**REQUIRED ACTION:**
Up to and including the line with "const STYLE: &str", reproduce the listing below exactly, beginning at its first line.

**GIVEN ENTRIES:**
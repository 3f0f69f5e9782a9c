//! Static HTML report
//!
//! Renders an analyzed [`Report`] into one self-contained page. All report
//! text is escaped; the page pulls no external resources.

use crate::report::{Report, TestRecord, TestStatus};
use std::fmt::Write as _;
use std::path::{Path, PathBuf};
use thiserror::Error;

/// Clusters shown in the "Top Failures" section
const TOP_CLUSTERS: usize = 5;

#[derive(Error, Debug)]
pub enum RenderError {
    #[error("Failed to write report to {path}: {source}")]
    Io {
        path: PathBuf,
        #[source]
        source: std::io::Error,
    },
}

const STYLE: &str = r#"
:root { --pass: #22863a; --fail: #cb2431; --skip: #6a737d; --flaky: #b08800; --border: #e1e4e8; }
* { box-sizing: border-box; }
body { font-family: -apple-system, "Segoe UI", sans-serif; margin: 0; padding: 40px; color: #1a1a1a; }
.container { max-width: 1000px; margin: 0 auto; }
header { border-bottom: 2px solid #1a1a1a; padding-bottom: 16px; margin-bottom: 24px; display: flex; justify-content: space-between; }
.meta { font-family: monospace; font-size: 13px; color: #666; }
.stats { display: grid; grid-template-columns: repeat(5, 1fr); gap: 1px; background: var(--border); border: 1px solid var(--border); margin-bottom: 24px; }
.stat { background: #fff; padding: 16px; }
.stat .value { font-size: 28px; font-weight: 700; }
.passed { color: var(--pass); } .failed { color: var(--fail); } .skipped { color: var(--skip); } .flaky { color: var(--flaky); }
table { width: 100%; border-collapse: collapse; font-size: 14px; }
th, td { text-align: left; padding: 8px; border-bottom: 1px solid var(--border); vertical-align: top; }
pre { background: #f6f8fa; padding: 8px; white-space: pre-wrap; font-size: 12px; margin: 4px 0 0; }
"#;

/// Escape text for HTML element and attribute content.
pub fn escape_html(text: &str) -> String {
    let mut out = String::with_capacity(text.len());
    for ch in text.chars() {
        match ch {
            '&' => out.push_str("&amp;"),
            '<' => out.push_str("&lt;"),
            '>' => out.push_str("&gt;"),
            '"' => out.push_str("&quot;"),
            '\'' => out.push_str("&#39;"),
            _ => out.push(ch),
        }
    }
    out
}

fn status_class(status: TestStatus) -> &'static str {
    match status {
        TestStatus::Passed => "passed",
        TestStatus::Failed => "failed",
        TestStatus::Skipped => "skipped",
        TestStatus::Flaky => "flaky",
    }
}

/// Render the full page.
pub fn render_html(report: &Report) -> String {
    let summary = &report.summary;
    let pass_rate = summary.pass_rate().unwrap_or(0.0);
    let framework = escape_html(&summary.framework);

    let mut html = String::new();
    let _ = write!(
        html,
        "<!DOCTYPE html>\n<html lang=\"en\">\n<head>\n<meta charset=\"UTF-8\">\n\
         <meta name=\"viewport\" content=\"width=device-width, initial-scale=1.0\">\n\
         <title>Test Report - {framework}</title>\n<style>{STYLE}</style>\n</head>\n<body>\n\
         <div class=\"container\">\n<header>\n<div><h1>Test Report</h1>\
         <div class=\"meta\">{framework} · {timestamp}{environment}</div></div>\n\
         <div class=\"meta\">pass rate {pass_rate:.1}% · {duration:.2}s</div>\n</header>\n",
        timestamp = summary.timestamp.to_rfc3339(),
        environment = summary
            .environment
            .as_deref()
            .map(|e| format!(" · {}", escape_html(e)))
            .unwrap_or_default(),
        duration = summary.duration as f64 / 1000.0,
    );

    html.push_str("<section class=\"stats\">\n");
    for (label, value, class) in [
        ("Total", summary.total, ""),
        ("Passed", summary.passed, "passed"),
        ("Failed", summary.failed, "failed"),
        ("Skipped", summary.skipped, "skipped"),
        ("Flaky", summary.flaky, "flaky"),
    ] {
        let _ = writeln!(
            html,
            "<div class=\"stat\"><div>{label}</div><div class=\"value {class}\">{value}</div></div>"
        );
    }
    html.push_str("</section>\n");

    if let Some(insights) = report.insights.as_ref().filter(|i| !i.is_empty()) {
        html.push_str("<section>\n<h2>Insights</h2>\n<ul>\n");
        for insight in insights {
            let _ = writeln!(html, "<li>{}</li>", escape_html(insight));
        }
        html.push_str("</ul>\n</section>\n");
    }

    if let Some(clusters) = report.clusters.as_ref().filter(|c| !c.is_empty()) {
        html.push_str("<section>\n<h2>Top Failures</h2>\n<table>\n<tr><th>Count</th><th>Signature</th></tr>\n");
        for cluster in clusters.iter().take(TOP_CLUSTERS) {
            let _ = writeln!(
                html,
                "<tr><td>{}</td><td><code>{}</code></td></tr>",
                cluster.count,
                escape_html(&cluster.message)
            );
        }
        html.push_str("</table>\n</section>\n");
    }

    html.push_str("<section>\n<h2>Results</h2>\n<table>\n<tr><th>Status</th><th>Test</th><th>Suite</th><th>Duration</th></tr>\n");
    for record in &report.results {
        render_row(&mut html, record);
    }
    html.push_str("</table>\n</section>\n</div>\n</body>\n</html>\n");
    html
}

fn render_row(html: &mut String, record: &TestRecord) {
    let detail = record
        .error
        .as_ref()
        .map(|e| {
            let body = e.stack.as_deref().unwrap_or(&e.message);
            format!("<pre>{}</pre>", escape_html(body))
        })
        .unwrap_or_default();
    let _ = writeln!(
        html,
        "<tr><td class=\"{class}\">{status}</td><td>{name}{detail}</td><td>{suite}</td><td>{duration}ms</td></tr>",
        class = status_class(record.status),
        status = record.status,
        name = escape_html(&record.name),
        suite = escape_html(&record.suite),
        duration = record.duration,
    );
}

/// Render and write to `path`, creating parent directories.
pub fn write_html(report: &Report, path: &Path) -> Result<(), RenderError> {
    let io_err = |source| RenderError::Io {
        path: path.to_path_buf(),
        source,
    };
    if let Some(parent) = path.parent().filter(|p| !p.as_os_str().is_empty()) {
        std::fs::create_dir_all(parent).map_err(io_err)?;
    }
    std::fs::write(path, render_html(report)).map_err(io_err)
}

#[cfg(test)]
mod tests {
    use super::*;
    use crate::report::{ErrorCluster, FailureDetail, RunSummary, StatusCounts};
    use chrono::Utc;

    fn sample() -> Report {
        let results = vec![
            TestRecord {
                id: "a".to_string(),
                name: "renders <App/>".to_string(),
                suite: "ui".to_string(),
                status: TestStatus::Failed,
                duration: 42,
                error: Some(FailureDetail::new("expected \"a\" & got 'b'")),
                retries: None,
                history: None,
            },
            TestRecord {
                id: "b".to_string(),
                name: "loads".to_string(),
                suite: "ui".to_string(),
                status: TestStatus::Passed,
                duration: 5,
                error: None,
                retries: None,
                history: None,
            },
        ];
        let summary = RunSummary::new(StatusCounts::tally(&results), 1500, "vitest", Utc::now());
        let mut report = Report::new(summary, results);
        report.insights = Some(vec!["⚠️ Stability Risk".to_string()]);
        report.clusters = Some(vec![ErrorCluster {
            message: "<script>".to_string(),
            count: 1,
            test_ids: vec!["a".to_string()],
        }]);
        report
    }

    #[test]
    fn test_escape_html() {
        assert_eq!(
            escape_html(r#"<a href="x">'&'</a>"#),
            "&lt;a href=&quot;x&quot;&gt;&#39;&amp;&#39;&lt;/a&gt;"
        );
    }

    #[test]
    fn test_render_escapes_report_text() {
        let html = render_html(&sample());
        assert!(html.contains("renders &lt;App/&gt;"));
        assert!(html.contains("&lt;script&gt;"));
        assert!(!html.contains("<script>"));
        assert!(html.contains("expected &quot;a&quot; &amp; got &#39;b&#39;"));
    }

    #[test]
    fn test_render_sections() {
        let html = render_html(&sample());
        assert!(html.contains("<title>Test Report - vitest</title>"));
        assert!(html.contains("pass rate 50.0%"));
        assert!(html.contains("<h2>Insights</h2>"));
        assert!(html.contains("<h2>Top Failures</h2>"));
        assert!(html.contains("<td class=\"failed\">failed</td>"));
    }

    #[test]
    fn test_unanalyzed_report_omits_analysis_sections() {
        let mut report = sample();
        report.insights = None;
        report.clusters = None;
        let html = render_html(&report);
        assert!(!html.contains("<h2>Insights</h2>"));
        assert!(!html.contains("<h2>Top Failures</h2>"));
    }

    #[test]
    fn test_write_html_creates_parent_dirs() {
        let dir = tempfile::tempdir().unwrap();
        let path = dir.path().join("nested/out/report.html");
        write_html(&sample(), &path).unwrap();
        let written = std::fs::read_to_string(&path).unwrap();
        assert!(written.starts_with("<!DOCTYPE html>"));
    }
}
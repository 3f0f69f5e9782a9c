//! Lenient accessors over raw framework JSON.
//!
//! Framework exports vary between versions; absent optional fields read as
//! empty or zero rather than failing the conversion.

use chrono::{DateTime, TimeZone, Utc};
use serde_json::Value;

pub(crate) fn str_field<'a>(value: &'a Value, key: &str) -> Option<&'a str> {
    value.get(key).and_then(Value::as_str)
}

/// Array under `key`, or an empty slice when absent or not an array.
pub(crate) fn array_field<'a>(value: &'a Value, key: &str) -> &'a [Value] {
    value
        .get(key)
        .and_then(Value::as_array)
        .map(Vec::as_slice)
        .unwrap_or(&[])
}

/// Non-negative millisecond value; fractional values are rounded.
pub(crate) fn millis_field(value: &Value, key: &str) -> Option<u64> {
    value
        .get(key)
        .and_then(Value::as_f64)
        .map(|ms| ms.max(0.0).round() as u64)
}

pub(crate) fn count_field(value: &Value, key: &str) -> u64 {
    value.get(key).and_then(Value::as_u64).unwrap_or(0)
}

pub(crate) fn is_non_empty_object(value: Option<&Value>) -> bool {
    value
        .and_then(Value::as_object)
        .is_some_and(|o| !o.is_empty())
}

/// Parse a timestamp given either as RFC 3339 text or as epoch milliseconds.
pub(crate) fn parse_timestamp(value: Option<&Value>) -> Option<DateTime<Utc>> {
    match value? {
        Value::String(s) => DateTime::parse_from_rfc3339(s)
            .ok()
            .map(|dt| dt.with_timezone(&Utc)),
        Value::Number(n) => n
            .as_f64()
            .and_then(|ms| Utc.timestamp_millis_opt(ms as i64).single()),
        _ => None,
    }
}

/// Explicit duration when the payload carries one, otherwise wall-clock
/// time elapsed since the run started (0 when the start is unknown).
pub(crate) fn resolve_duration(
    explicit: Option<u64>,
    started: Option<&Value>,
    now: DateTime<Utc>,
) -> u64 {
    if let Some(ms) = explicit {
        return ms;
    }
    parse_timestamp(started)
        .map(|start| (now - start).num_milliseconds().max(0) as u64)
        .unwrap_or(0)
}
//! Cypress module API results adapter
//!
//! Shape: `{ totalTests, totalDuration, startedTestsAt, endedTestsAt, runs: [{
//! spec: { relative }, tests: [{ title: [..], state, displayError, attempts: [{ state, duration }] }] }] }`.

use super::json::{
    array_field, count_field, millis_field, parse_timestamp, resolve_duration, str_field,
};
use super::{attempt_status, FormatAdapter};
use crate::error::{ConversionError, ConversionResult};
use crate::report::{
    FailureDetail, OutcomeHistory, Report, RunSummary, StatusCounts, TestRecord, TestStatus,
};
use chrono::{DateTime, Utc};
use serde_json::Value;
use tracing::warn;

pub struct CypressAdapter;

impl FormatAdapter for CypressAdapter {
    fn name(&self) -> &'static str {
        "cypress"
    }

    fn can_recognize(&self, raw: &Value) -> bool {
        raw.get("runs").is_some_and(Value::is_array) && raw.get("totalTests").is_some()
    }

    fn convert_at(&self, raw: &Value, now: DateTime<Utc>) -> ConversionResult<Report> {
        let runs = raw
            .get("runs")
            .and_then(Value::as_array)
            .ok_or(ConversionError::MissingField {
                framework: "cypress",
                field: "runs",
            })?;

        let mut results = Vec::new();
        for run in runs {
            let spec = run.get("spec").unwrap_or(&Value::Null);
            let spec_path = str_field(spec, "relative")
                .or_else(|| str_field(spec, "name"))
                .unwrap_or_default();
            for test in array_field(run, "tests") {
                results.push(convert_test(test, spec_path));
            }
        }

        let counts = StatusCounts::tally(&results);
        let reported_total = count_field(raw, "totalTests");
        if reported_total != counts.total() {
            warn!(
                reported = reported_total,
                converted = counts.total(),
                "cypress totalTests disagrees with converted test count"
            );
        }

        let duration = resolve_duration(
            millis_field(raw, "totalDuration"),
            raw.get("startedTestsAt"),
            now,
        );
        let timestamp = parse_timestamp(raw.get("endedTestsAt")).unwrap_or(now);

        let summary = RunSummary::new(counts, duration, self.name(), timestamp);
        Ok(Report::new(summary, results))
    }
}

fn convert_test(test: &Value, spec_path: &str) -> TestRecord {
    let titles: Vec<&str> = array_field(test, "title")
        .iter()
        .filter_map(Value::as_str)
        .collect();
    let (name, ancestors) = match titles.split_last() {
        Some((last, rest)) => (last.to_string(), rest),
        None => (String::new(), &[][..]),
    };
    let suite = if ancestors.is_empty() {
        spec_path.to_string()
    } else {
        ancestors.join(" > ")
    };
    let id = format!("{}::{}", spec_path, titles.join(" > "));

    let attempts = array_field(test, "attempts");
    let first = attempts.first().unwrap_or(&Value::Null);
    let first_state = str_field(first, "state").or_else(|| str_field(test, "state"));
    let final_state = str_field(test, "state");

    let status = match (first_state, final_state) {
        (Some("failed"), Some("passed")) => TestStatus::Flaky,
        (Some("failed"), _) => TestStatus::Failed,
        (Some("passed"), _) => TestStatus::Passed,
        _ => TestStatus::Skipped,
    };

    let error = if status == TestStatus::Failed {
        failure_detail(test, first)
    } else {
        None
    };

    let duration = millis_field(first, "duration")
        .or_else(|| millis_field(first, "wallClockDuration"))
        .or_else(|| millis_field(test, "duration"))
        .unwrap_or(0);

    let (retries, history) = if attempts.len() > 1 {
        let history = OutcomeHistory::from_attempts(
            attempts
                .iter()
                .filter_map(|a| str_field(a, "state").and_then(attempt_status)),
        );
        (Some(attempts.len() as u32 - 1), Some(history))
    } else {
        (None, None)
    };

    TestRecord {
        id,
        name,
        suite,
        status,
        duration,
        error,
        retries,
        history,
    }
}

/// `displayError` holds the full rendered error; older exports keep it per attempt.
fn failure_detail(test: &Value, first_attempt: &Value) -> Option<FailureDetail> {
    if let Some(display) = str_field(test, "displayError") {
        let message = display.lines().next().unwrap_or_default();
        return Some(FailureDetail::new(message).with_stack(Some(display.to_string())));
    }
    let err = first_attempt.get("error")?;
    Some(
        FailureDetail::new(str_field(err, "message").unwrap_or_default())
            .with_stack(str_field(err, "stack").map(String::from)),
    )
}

**SOLVED EXERCISE:**
repository 3f0f69f5e9782a9c
//! Static HTML report
//!
//! Renders an analyzed [`Report`] into one self-contained page. All report
//! text is escaped; the page pulls no external resources.

use crate::report::{Report, TestRecord, TestStatus};
use std::fmt::Write as _;
use std::path::{Path, PathBuf};
use thiserror::Error;

/// Clusters shown in the "Top Failures" section
const TOP_CLUSTERS: usize = 5;

#[derive(Error, Debug)]
pub enum RenderError {
    #[error("Failed to write report to {path}: {source}")]
    Io {
        path: PathBuf,
        #[source]
        source: std::io::Error,
    },
}

const STYLE: &str = r#"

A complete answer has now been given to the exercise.